Duesenberg II sales literature issued by the manufacturer, Elite Heritage Motors, recalls U.S. auto-making history: "Out of the crucible of racing roared the mighty Duesenberg. Backed by the legendary E.L. Cord, it was built to outclass everything on the road. The Duesenberg was the "distinction of absolute quality."
Continues modern-day businessman and Elite Motors president Richard I. Braund, "With its desirable appearance from the grand old days of motoring, our Duesenberg II offers passengers the same exhilaration as driving the original classic. Yet it provides the comfort and convenience of a modern automobile. We call it a modern classic."
Price tag? $125,000, plus tax.
The Duesenberg automobile is the origin of the phrase, "It's a Duesie" and only 472 actually were built in Indianapolis, Ind., from 1929 to 1936.
It sprang from the mechanical genius of the brothers Fred and August Duesenberg, whose racing cars at one time dominated the Indy 500. The brothers immigrated from Germany, first manufactured bicycles in Iowa, then made racing boat engines in St. Paul, Minn.
Duesenberg II, explains Braund, is not a replica. Instead, it is a modern motor car, updated regularly, yet manufactured in the style and tradition of the original. It looks so much like the original that you can hardly tell otherwise from a few feet away.
Yet it has a modern engine, automatic transmission, power steering, air conditioning, turn signals, a pollution control system, seat belts, power seat and more.

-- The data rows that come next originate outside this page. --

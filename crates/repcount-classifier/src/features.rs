//! Per-frame feature extraction for exercise classification.
//!
//! A feature vector is the flattened (x, y) pairs of a fixed landmark list,
//! in list order. The order must match the one the model was trained on.

use repcount_core::{BodyLandmark, PoseLandmarks};

use BodyLandmark::*;

/// Landmarks the exercise model was trained on
pub const DETECTION_LANDMARKS: [BodyLandmark; 23] = [
    Nose,
    LeftShoulder,
    RightShoulder,
    LeftElbow,
    RightElbow,
    LeftWrist,
    RightWrist,
    LeftPinky,
    RightPinky,
    LeftIndex,
    RightIndex,
    LeftThumb,
    RightThumb,
    LeftHip,
    RightHip,
    LeftKnee,
    RightKnee,
    LeftAnkle,
    RightAnkle,
    LeftHeel,
    RightHeel,
    LeftFootIndex,
    RightFootIndex,
];

#[derive(Debug, Clone)]
pub struct FeatureExtractor {
    landmarks: Vec<BodyLandmark>,
}

impl FeatureExtractor {
    pub fn new(landmarks: Vec<BodyLandmark>) -> Self {
        Self { landmarks }
    }

    /// Length of every vector produced by [`extract`](Self::extract)
    pub fn feature_count(&self) -> usize {
        self.landmarks.len() * 2
    }

    pub fn landmarks(&self) -> &[BodyLandmark] {
        &self.landmarks
    }

    pub fn extract(&self, pose: &PoseLandmarks) -> Vec<f64> {
        self.landmarks
            .iter()
            .flat_map(|&landmark| {
                let point = pose.get(landmark);
                [point.x, point.y]
            })
            .collect()
    }
}

impl Default for FeatureExtractor {
    fn default() -> Self {
        Self::new(DETECTION_LANDMARKS.to_vec())
    }
}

Each Duesenberg II is manufactured to order. Braund's son Richard W. is plant manager, and the senior Braund's wife Pat is part manager.
Thirty employees, many of them young men who grew up on south-western Wisconsin dairy farms, spend 5,000 hours to make one car.
Production rate at the shop-type factory is one car per month.
How's business?
"Good!" explains Braund. "We've always been sold ahead. If you were to order a car today, we'd deliver this fall. And there have been times we've been sold two years ahead."
There are three basic models, and many details of each car are individually specified by the buyer ahead of manufacture.
Braund claims his car stands alone at the top of the fine car field, though a few European-made cars, mostly sports-type, cost as much.
"Conceptually we're by ourselves, except for Rolls Royce as to prestige," he points out. "But the Duesenberg II is much more exotic."
All Duesenberg Ils are convertibles, and instead of roll-up glass windows, most have removable side curtains. Seats are leather, and there are no outside door handles.
Original Duesenberg features occur throughout: Inside, thick beveled glass protects instruments, including the altimeter, a Duesenberg "trademark." The rear seat of the Royalton has its own folding windshield. There are dual cowl lights, and rearview mirrors on both sides are lashed to the fender-mounted spare wheels by way of attractive leather straps and buckles.
The cars, containing Lincoln engines, transmissions and other mechanical components, are warranted by Ford Motor Company under a special agreement. They can be serviced by Lincoln dealers.
Resale value? "The few Duesenberg Its that have been re-sold brought more than their original price," reflects Braund. One brought $500,000.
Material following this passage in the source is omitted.